● **YOUR GOAL**: Copy out each line below that has the word "TopicIndex" in it.

● **MATERIAL SUPPLIED**:
******

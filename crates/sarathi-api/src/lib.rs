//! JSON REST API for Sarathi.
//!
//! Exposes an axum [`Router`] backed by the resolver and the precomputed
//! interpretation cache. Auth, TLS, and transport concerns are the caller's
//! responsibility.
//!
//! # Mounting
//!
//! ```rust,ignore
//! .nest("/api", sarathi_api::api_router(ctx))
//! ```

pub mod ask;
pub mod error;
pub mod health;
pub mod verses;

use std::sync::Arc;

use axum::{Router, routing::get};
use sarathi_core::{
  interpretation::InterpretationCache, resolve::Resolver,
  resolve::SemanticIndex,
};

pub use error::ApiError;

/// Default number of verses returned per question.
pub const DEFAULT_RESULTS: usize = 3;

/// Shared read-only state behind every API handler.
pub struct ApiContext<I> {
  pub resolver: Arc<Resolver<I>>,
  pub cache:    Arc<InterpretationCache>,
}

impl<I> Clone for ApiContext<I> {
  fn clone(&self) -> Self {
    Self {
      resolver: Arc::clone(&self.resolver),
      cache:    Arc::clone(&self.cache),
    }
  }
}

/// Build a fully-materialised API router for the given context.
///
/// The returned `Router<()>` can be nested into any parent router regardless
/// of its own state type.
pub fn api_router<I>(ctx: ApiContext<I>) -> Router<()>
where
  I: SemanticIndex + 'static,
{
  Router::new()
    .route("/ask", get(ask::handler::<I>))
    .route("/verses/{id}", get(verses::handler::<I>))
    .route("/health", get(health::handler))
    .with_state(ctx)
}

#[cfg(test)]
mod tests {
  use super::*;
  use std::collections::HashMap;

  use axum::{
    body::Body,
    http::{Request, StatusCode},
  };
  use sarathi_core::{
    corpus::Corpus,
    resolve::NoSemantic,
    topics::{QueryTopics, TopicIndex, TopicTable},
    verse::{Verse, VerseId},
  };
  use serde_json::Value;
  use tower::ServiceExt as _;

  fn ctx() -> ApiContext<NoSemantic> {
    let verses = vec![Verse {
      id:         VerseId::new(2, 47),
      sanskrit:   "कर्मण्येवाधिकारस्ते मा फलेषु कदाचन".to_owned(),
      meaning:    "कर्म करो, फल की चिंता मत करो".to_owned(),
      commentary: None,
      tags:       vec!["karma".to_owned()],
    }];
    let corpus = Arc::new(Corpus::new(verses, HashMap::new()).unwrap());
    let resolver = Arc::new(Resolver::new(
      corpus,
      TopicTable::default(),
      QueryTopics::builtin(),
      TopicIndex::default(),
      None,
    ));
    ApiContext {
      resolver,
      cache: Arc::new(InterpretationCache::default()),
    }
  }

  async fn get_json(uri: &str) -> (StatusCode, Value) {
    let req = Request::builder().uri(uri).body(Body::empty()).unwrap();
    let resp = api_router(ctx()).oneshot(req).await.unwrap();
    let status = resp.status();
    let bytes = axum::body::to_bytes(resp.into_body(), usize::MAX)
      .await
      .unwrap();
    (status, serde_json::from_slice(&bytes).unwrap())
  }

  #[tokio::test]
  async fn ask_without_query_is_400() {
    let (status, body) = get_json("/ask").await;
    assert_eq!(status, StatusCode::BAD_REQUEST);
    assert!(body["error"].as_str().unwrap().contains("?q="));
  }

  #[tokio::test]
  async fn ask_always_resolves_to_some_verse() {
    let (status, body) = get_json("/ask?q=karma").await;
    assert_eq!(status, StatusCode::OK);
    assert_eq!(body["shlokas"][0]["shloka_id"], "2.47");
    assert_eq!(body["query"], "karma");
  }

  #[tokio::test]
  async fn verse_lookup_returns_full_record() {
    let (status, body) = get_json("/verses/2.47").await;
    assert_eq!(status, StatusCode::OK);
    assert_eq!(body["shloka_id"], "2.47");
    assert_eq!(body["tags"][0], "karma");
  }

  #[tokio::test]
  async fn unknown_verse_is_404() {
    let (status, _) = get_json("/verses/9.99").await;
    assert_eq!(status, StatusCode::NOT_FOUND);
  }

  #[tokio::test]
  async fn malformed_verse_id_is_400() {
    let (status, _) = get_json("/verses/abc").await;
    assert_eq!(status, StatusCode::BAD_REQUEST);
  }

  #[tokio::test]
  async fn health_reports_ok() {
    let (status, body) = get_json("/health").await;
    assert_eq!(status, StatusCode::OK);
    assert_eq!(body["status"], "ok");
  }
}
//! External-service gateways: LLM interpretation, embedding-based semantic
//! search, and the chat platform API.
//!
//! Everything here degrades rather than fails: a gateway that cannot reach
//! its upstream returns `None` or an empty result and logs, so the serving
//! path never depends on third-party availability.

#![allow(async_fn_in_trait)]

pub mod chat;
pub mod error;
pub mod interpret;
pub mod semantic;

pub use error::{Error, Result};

******

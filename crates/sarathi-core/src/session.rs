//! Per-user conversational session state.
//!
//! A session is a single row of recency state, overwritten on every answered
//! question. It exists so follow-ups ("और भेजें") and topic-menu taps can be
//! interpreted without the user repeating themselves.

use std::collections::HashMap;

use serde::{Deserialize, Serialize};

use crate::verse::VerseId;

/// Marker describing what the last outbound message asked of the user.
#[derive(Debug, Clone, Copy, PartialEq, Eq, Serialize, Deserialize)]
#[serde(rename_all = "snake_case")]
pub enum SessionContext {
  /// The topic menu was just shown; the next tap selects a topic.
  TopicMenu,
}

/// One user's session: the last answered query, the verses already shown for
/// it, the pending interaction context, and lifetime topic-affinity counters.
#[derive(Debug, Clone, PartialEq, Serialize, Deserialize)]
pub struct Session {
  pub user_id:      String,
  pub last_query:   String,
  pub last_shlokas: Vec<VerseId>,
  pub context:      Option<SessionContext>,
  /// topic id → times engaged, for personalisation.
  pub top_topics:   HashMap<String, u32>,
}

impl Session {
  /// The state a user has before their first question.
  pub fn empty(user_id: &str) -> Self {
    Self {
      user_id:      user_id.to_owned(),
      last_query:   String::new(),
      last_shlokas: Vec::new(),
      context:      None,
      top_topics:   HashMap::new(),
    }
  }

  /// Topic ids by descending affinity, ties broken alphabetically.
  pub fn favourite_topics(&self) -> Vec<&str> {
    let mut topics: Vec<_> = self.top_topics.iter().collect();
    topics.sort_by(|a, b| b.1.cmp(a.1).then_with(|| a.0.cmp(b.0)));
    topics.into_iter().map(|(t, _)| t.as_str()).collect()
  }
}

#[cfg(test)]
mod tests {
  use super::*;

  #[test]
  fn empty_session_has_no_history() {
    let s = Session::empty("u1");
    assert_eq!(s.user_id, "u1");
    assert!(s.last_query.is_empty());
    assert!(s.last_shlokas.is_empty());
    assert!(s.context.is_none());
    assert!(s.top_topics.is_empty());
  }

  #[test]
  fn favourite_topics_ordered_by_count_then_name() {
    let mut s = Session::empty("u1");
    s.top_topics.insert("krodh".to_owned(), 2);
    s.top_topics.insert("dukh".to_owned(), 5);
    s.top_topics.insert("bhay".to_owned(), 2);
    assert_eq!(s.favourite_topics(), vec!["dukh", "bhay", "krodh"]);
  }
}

******

● **ANSWER BELOW**:
    topics::{QueryTopics, TopicIndex, TopicTable},
      TopicIndex::default(),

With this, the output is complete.